Ao mesmo tempo, no dia-a-dia, as sanções quase parecem não serem merecedoras de discussão. Em vez de uma bomba, talvez as sanções sejam melhor descritas como um pontinho no radar. Nas palavras de uma amiga, mãe solo e servidora do estado: "Quem tem tempo para entrar em pânico com esta vaina?"

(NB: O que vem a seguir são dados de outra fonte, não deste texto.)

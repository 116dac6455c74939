/// Low-cardinality labels attached to pipeline metrics.
#[derive(Debug, Clone, Default)]
pub struct TelemetryLabels {
    pub channel_type: Option<String>,
    pub kind: Option<String>,
    pub extra: Vec<(String, String)>,
}

impl TelemetryLabels {
    pub fn new() -> Self {
        Self::default()
    }

    pub fn channel_type(mut self, channel_type: impl Into<String>) -> Self {
        self.channel_type = Some(channel_type.into());
        self
    }

    pub fn kind(mut self, kind: impl Into<String>) -> Self {
        self.kind = Some(kind.into());
        self
    }

    pub fn with(mut self, key: impl Into<String>, value: impl Into<String>) -> Self {
        self.extra.push((key.into(), value.into()));
        self
    }

    pub fn tags(&self) -> Vec<(String, String)> {
        let mut tags = Vec::with_capacity(2 + self.extra.len());
        if let Some(channel_type) = &self.channel_type {
            tags.push(("channel_type".into(), channel_type.clone()));
        }
        if let Some(kind) = &self.kind {
            tags.push(("kind".into(), kind.clone()));
        }
        for (key, value) in &self.extra {
            tags.push((key.clone(), value.clone()));
        }
        tags
    }
}

#[cfg(test)]
mod tests {
    use super::*;

    #[test]
    fn tags_keep_insertion_order() {
        let labels = TelemetryLabels::new()
            .channel_type("EX")
            .kind("msgs")
            .with("outcome", "spooled");
        assert_eq!(
            labels.tags(),
            vec![
                ("channel_type".to_string(), "EX".to_string()),
                ("kind".to_string(), "msgs".to_string()),
                ("outcome".to_string(), "spooled".to_string()),
            ]
        );
    }
}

Os venezuelanos estão, é claro, preocupados com as sanções. Mesmo para quem não tem certeza do que as sanções realmente envolvem, um ponto é muito claro: vão tornar a vida muito mais cara. No entanto, desde muito antes dessa nova rodada de sanções, as pessoas esperavam que os preços aumentassem semanalmente, até mesmo diariamente. Os venezuelanos já contam com aumentos rápidos na taxa de câmbio quando avaliam o quão longe o dinheiro vai chegar — ou não — durante o mês. Sim, as sanções aceleraram os aumentos dos preços e o custo do dólar. Mas isso é uma mudança de nível, não de categoria.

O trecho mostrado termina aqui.